#### Exercise goal:
Repeat exactly what appears from the opening line of the listing to the line with "for value in values", inclusive.

======== Study material ========

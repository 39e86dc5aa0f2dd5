use regex::Regex;

use crate::firestore::pipeline::evaluate::{
    check_min_arity, fixed_operands, operands, try_eval, type_error, EvaluateResult,
};
use crate::firestore::value::{BytesValue, FirestoreValue, ValueKind};

fn text<'v>(name: &str, value: &'v FirestoreValue) -> Result<&'v str, EvaluateResult> {
    value.as_str().ok_or_else(|| type_error(name, "a string", value))
}

fn string_result(value: impl Into<String>) -> EvaluateResult {
    EvaluateResult::Value(FirestoreValue::from_string(value))
}

fn bytes_result(value: Vec<u8>) -> EvaluateResult {
    EvaluateResult::Value(FirestoreValue::from_bytes(BytesValue::from(value)))
}

/// Applies `on_text` or `on_bytes` to a single string-or-bytes operand.
fn text_or_bytes(
    name: &str,
    args: &[EvaluateResult],
    on_text: impl Fn(&str) -> String,
    on_bytes: impl Fn(&[u8]) -> Vec<u8>,
) -> EvaluateResult {
    let values = try_eval!(fixed_operands(name, args, 1));
    match values[0].kind() {
        ValueKind::String(value) => string_result(on_text(value)),
        ValueKind::Bytes(value) => bytes_result(on_bytes(value.as_slice())),
        _ => type_error(name, "a string or bytes", values[0]),
    }
}

pub(crate) fn string_concat(args: &[EvaluateResult]) -> EvaluateResult {
    try_eval!(check_min_arity("string_concat", args, 1));
    let values = try_eval!(operands("string_concat", args));
    let mut out = String::new();
    for value in values {
        out.push_str(try_eval!(text("string_concat", value)));
    }
    string_result(out)
}

fn text_predicate(
    name: &str,
    args: &[EvaluateResult],
    test: impl Fn(&str, &str) -> bool,
) -> EvaluateResult {
    let values = try_eval!(fixed_operands(name, args, 2));
    let value = try_eval!(text(name, values[0]));
    let other = try_eval!(text(name, values[1]));
    EvaluateResult::boolean(test(value, other))
}

pub(crate) fn string_contains(args: &[EvaluateResult]) -> EvaluateResult {
    text_predicate("string_contains", args, |value, needle| value.contains(needle))
}

pub(crate) fn starts_with(args: &[EvaluateResult]) -> EvaluateResult {
    text_predicate("starts_with", args, |value, prefix| value.starts_with(prefix))
}

pub(crate) fn ends_with(args: &[EvaluateResult]) -> EvaluateResult {
    text_predicate("ends_with", args, |value, suffix| value.ends_with(suffix))
}

/// Translates a LIKE pattern (`%` any run, `_` any character, `\` escape) into an anchored regex.
fn like_to_regex(pattern: &str) -> Result<String, &'static str> {
    let mut regex = String::from("(?s)^");
    let mut chars = pattern.chars();
    let mut buffer = [0u8; 4];
    while let Some(c) = chars.next() {
        match c {
            '\\' => match chars.next() {
                Some(escaped) => regex.push_str(&regex::escape(escaped.encode_utf8(&mut buffer))),
                None => return Err("pattern ends with a dangling escape character"),
            },
            '%' => regex.push_str(".*"),
            '_' => regex.push('.'),
            other => regex.push_str(&regex::escape(other.encode_utf8(&mut buffer))),
        }
    }
    regex.push('$');
    Ok(regex)
}

fn regex_test(
    name: &str,
    args: &[EvaluateResult],
    build: impl Fn(&str) -> Result<String, &'static str>,
) -> EvaluateResult {
    let values = try_eval!(fixed_operands(name, args, 2));
    let value = try_eval!(text(name, values[0]));
    let pattern = try_eval!(text(name, values[1]));
    let source = match build(pattern) {
        Ok(source) => source,
        Err(reason) => return EvaluateResult::error(format!("{name}(): {reason}")),
    };
    match Regex::new(&source) {
        Ok(regex) => EvaluateResult::boolean(regex.is_match(value)),
        Err(error) => EvaluateResult::error(format!("{name}(): invalid pattern: {error}")),
    }
}

pub(crate) fn like(args: &[EvaluateResult]) -> EvaluateResult {
    regex_test("like", args, like_to_regex)
}

/// True when the pattern matches anywhere in the value.
pub(crate) fn regex_contains(args: &[EvaluateResult]) -> EvaluateResult {
    regex_test("regex_contains", args, |pattern| Ok(pattern.to_string()))
}

/// True only when the pattern matches the whole value.
pub(crate) fn regex_match(args: &[EvaluateResult]) -> EvaluateResult {
    regex_test("regex_match", args, |pattern| Ok(format!("^(?:{pattern})$")))
}

pub(crate) fn char_length(args: &[EvaluateResult]) -> EvaluateResult {
    let values = try_eval!(fixed_operands("char_length", args, 1));
    let value = try_eval!(text("char_length", values[0]));
    EvaluateResult::Value(FirestoreValue::from_integer(value.chars().count() as i64))
}

pub(crate) fn byte_length(args: &[EvaluateResult]) -> EvaluateResult {
    let values = try_eval!(fixed_operands("byte_length", args, 1));
    let length = match values[0].kind() {
        ValueKind::String(value) => value.len(),
        ValueKind::Bytes(value) => value.len(),
        _ => return type_error("byte_length", "a string or bytes", values[0]),
    };
    EvaluateResult::Value(FirestoreValue::from_integer(length as i64))
}

/// Full Unicode case mapping for strings, ASCII-only for bytes.
pub(crate) fn to_upper(args: &[EvaluateResult]) -> EvaluateResult {
    text_or_bytes("to_upper", args, str::to_uppercase, <[u8]>::to_ascii_uppercase)
}

pub(crate) fn to_lower(args: &[EvaluateResult]) -> EvaluateResult {
    text_or_bytes("to_lower", args, str::to_lowercase, <[u8]>::to_ascii_lowercase)
}

/// Strings lose Unicode whitespace at both ends; bytes lose only ASCII spaces.
pub(crate) fn trim(args: &[EvaluateResult]) -> EvaluateResult {
    text_or_bytes(
        "trim",
        args,
        |value| value.trim().to_string(),
        |bytes| {
            let start = bytes.iter().position(|b| *b != b' ').unwrap_or(bytes.len());
            let end = bytes.iter().rposition(|b| *b != b' ').map_or(start, |i| i + 1);
            bytes[start..end].to_vec()
        },
    )
}

pub(crate) fn string_reverse(args: &[EvaluateResult]) -> EvaluateResult {
    text_or_bytes(
        "string_reverse",
        args,
        |value| value.chars().rev().collect(),
        |bytes| bytes.iter().rev().copied().collect(),
    )
}

/// Start offset and end offset into a sequence of `len` units. A negative position counts back
/// from the end.
fn substring_range(len: usize, position: i64, length: Option<i64>) -> (usize, usize) {
    let len_i = len as i64;
    let start = if position < 0 {
        (len_i + position).max(0)
    } else {
        position.min(len_i)
    };
    let end = match length {
        Some(length) => start.saturating_add(length).min(len_i),
        None => len_i,
    };
    (start as usize, end as usize)
}

/// `substring(value, position[, length])` over characters for strings and bytes for bytes.
pub(crate) fn substring(args: &[EvaluateResult]) -> EvaluateResult {
    if !(2..=3).contains(&args.len()) {
        return EvaluateResult::error(format!(
            "substring() expects 2 or 3 arguments but got {}",
            args.len()
        ));
    }
    let values = try_eval!(operands("substring", args));
    let Some(position) = integer(values[1]) else {
        return type_error("substring", "an integer position", values[1]);
    };
    let length = match values.get(2) {
        Some(value) => match integer(value) {
            Some(length) if length >= 0 => Some(length),
            Some(_) => return EvaluateResult::error("substring(): length must not be negative"),
            None => return type_error("substring", "an integer length", value),
        },
        None => None,
    };

    match values[0].kind() {
        ValueKind::String(value) => {
            let chars: Vec<char> = value.chars().collect();
            let (start, end) = substring_range(chars.len(), position, length);
            string_result(chars[start..end].iter().collect::<String>())
        }
        ValueKind::Bytes(value) => {
            let bytes = value.as_slice();
            let (start, end) = substring_range(bytes.len(), position, length);
            bytes_result(bytes[start..end].to_vec())
        }
        _ => type_error("substring", "a string or bytes", values[0]),
    }
}

fn integer(value: &FirestoreValue) -> Option<i64> {
    match value.kind() {
        ValueKind::Integer(value) => Some(*value),
        _ => None,
    }
}

#[cfg(test)]
mod tests {
    use super::*;

    fn s(value: &str) -> EvaluateResult {
        string_result(value)
    }

    fn b(value: &[u8]) -> EvaluateResult {
        bytes_result(value.to_vec())
    }

    fn int(value: i64) -> EvaluateResult {
        EvaluateResult::Value(FirestoreValue::from_integer(value))
    }

    fn yes() -> EvaluateResult {
        EvaluateResult::boolean(true)
    }

    fn no() -> EvaluateResult {
        EvaluateResult::boolean(false)
    }

    #[test]
    fn like_patterns() {
        assert_eq!(like(&[s("yummy food??"), s("%food??")]), yes());
        assert_eq!(like(&[s("yummy food"), s("yummy%")]), yes());
        assert_eq!(like(&[s("abc"), s("a_c")]), yes());
        assert_eq!(like(&[s("abbc"), s("a_c")]), no());
        assert_eq!(like(&[s("a\nb"), s("a_b")]), yes());
        assert_eq!(like(&[s("100%"), s("100\\%")]), yes());
        assert_eq!(like(&[s("1000"), s("100\\%")]), no());
        assert_eq!(like(&[s("a.c"), s("a.c")]), yes());
        assert_eq!(like(&[s("abc"), s("a.c")]), no());
        assert_eq!(like(&[s("日本語"), s("日_語")]), yes());
    }

    #[test]
    fn like_rejects_bad_input() {
        for value in ["", "abc", "ends with \\"] {
            assert!(like(&[s(value), s("%\\")]).is_error());
        }
        assert!(like(&[int(1), s("%")]).is_error());
        assert!(like(&[s("a"), int(1)]).is_error());
        assert!(like(&[EvaluateResult::Null, s("%")]).is_null());
    }

    #[test]
    fn regex_contains_searches_substrings() {
        assert_eq!(regex_contains(&[s("yummy food"), s("f.o")]), yes());
        assert_eq!(regex_contains(&[s("yummy food"), s("^food")]), no());
        assert_eq!(regex_match(&[s("yummy food"), s("f.o")]), no());
        assert_eq!(regex_match(&[s("yummy food"), s("yummy.*")]), yes());
        assert!(regex_contains(&[s("abab"), s("(ab)\\1")]).is_error());
        assert!(regex_contains(&[s("abc"), s("(")]).is_error());
        assert!(regex_contains(&[b(b"abc"), s("a")]).is_error());
    }

    #[test]
    fn concat_strings() {
        assert_eq!(string_concat(&[s("a"), s("b"), s("c")]), s("abc"));
        let nested = string_concat(&[string_concat(&[s("a"), s("b")]), s("c")]);
        assert_eq!(nested, s("abc"));
        let many: Vec<_> = (0..500).map(|_| s("a")).collect();
        assert_eq!(string_concat(&many), s(&"a".repeat(500)));
        assert!(string_concat(&[s("a"), EvaluateResult::Null]).is_null());
        assert!(string_concat(&[s("a"), int(1)]).is_error());
        assert!(string_concat(&[s("a"), EvaluateResult::Unset]).is_error());
        assert!(string_concat(&[]).is_error());
    }

    #[test]
    fn substring_predicates() {
        assert_eq!(string_contains(&[s("abc"), s("")]), yes());
        assert_eq!(string_contains(&[s("abc"), s("bc")]), yes());
        assert_eq!(starts_with(&[s("abc"), s("ab")]), yes());
        assert_eq!(ends_with(&[s("abc"), s("ab")]), no());
        assert!(string_contains(&[s("abc"), b(b"a")]).is_error());
    }

    #[test]
    fn case_mapping() {
        assert_eq!(to_upper(&[s("αβγ абв ß 中文 abc")]), s("ΑΒΓ АБВ SS 中文 ABC"));
        assert_eq!(to_lower(&[s("ΑΒΓ АБВ ABC")]), s("αβγ абв abc"));
        assert_eq!(to_upper(&[b(&[b'a', 0xe9, b'z', 0xff])]), b(&[b'A', 0xe9, b'Z', 0xff]));
        assert!(to_upper(&[EvaluateResult::Null]).is_null());
        assert!(to_upper(&[int(1)]).is_error());
        let once = to_upper(&[s("straße")]);
        assert_eq!(to_upper(&[once.clone()]), once);
    }

    #[test]
    fn trimming() {
        assert_eq!(trim(&[s(" \t\r\n\x0c abc \u{3000}")]), s("abc"));
        assert_eq!(trim(&[b(b"  a b  ")]), b(b"a b"));
        assert_eq!(trim(&[b(b"    ")]), b(b""));
        assert_eq!(trim(&[b(b"\ta\t")]), b(b"\ta\t"));
        let once = trim(&[s("  x y  ")]);
        assert_eq!(trim(&[once.clone()]), once);
        assert!(trim(&[EvaluateResult::Null]).is_null());
    }

    #[test]
    fn lengths_and_reversal() {
        assert_eq!(char_length(&[s("héllo")]), int(5));
        assert_eq!(byte_length(&[s("héllo")]), int(6));
        assert_eq!(byte_length(&[b(b"abc")]), int(3));
        assert!(char_length(&[b(b"abc")]).is_error());
        assert_eq!(string_reverse(&[s("abç")]), s("çba"));
        assert_eq!(string_reverse(&[b(&[1, 2, 3])]), b(&[3, 2, 1]));
    }

    #[test]
    fn substrings() {
        assert_eq!(substring(&[s("abcdef"), int(2)]), s("cdef"));
        assert_eq!(substring(&[s("abcdef"), int(1), int(3)]), s("bcd"));
        assert_eq!(substring(&[s("abcdef"), int(-2)]), s("ef"));
        assert_eq!(substring(&[s("abcdef"), int(10)]), s(""));
        assert_eq!(substring(&[s("日本語"), int(1), int(1)]), s("本"));
        assert_eq!(substring(&[b(b"abc"), int(1), int(5)]), b(b"bc"));
        assert!(substring(&[s("abc"), int(0), int(-1)]).is_error());
        assert!(substring(&[s("abc"), s("0")]).is_error());
        assert!(substring(&[s("abc")]).is_error());
    }
}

========

#### Solution:
repository 39e86dc5aa0f2dd5
use regex::Regex;

use crate::firestore::pipeline::evaluate::{
    check_min_arity, fixed_operands, operands, try_eval, type_error, EvaluateResult,
};
use crate::firestore::value::{BytesValue, FirestoreValue, ValueKind};

fn text<'v>(name: &str, value: &'v FirestoreValue) -> Result<&'v str, EvaluateResult> {
    value.as_str().ok_or_else(|| type_error(name, "a string", value))
}

fn string_result(value: impl Into<String>) -> EvaluateResult {
    EvaluateResult::Value(FirestoreValue::from_string(value))
}

fn bytes_result(value: Vec<u8>) -> EvaluateResult {
    EvaluateResult::Value(FirestoreValue::from_bytes(BytesValue::from(value)))
}

/// Applies `on_text` or `on_bytes` to a single string-or-bytes operand.
fn text_or_bytes(
    name: &str,
    args: &[EvaluateResult],
    on_text: impl Fn(&str) -> String,
    on_bytes: impl Fn(&[u8]) -> Vec<u8>,
) -> EvaluateResult {
    let values = try_eval!(fixed_operands(name, args, 1));
    match values[0].kind() {
        ValueKind::String(value) => string_result(on_text(value)),
        ValueKind::Bytes(value) => bytes_result(on_bytes(value.as_slice())),
        _ => type_error(name, "a string or bytes", values[0]),
    }
}

pub(crate) fn string_concat(args: &[EvaluateResult]) -> EvaluateResult {
    try_eval!(check_min_arity("string_concat", args, 1));
    let values = try_eval!(operands("string_concat", args));
    let mut out = String::new();
    for value in values {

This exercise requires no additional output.